(Assignment): Beginning with the line below that contains "pub struct TelemetryConfig" and ending with the line that contains "(falling back to", copy every line exactly. Copy nothing else.

○ ○ ○ ○

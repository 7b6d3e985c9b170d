//! Logging setup.
//!
//! The client only emits `tracing` events. Applications that want them
//! printed can call [`init_tracing`] once at start-up, or install their own
//! subscriber.

use std::env;
use tracing_subscriber::{layer::SubscriberExt, util::SubscriberInitExt, EnvFilter};

/// Telemetry error types
#[derive(Debug, thiserror::Error)]
pub enum TelemetryError {
    #[error("invalid log filter: {0}")]
    Filter(String),
    #[error("failed to install subscriber: {0}")]
    Init(String),
}

/// Logging configuration.
#[derive(Debug, Clone, PartialEq, Eq)]
pub struct TelemetryConfig {
    pub service_name: String,
    /// `EnvFilter` directive, e.g. `info` or `ledger_ws_client=debug`
    pub log_level: String,
    pub json_logs: bool,
    pub console_output: bool,
}

impl Default for TelemetryConfig {
    fn default() -> Self {
        Self {
            service_name: "ledger-ws-client".to_string(),
            log_level: "info".to_string(),
            json_logs: false,
            console_output: true,
        }
    }
}

impl TelemetryConfig {
    /// Reads `LEDGER_WS_LOG_LEVEL` (falling back to `RUST_LOG`),
    /// `LEDGER_WS_JSON_LOGS` and `LEDGER_WS_CONSOLE_OUTPUT`.
    pub fn from_env() -> Self {
        let defaults = Self::default();
        Self {
            service_name: env::var("LEDGER_WS_SERVICE_NAME").unwrap_or(defaults.service_name),

            log_level: env::var("LEDGER_WS_LOG_LEVEL")
                .or_else(|_| env::var("RUST_LOG"))
                .unwrap_or(defaults.log_level),

            json_logs: env::var("LEDGER_WS_JSON_LOGS")
                .map(|v| v.to_lowercase() == "true" || v == "1")
                .unwrap_or(defaults.json_logs),

            console_output: env::var("LEDGER_WS_CONSOLE_OUTPUT")
                .map(|v| v.to_lowercase() != "false" && v != "0")
                .unwrap_or(defaults.console_output),
        }
    }
}

/// Installs a global subscriber. Fails, rather than panics, when one is
/// already installed.
pub fn init_tracing(config: &TelemetryConfig) -> Result<(), TelemetryError> {
    let env_filter =
        EnvFilter::try_new(&config.log_level).map_err(|e| TelemetryError::Filter(e.to_string()))?;

    if !config.console_output {
        return tracing_subscriber::registry()
            .with(env_filter)
            .try_init()
            .map_err(|e| TelemetryError::Init(e.to_string()));
    }

    if config.json_logs {
        let json_layer = tracing_subscriber::fmt::layer()
            .json()
            .with_target(true)
            .with_thread_ids(true)
            .with_file(true)
            .with_line_number(true);

        tracing_subscriber::registry()
            .with(env_filter)
            .with(json_layer)
            .try_init()
            .map_err(|e| TelemetryError::Init(e.to_string()))?;
    } else {
        let fmt_layer = tracing_subscriber::fmt::layer()
            .with_target(true)
            .with_thread_ids(false)
            .with_ansi(true);

        tracing_subscriber::registry()
            .with(env_filter)
            .with(fmt_layer)
            .try_init()
            .map_err(|e| TelemetryError::Init(e.to_string()))?;
    }

    tracing::info!(service = %config.service_name, "Tracing initialized");
    Ok(())
}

○ ○ ○ ○

(Result of this exercise):
pub struct TelemetryConfig {
    pub service_name: String,
    /// `EnvFilter` directive, e.g. `info` or `ledger_ws_client=debug`
    pub log_level: String,
    pub json_logs: bool,
    pub console_output: bool,
}

impl Default for TelemetryConfig {
    fn default() -> Self {
        Self {
            service_name: "ledger-ws-client".to_string(),
            log_level: "info".to_string(),
            json_logs: false,
            console_output: true,
        }
    }
}

impl TelemetryConfig {
    /// Reads `LEDGER_WS_LOG_LEVEL` (falling back to `RUST_LOG`),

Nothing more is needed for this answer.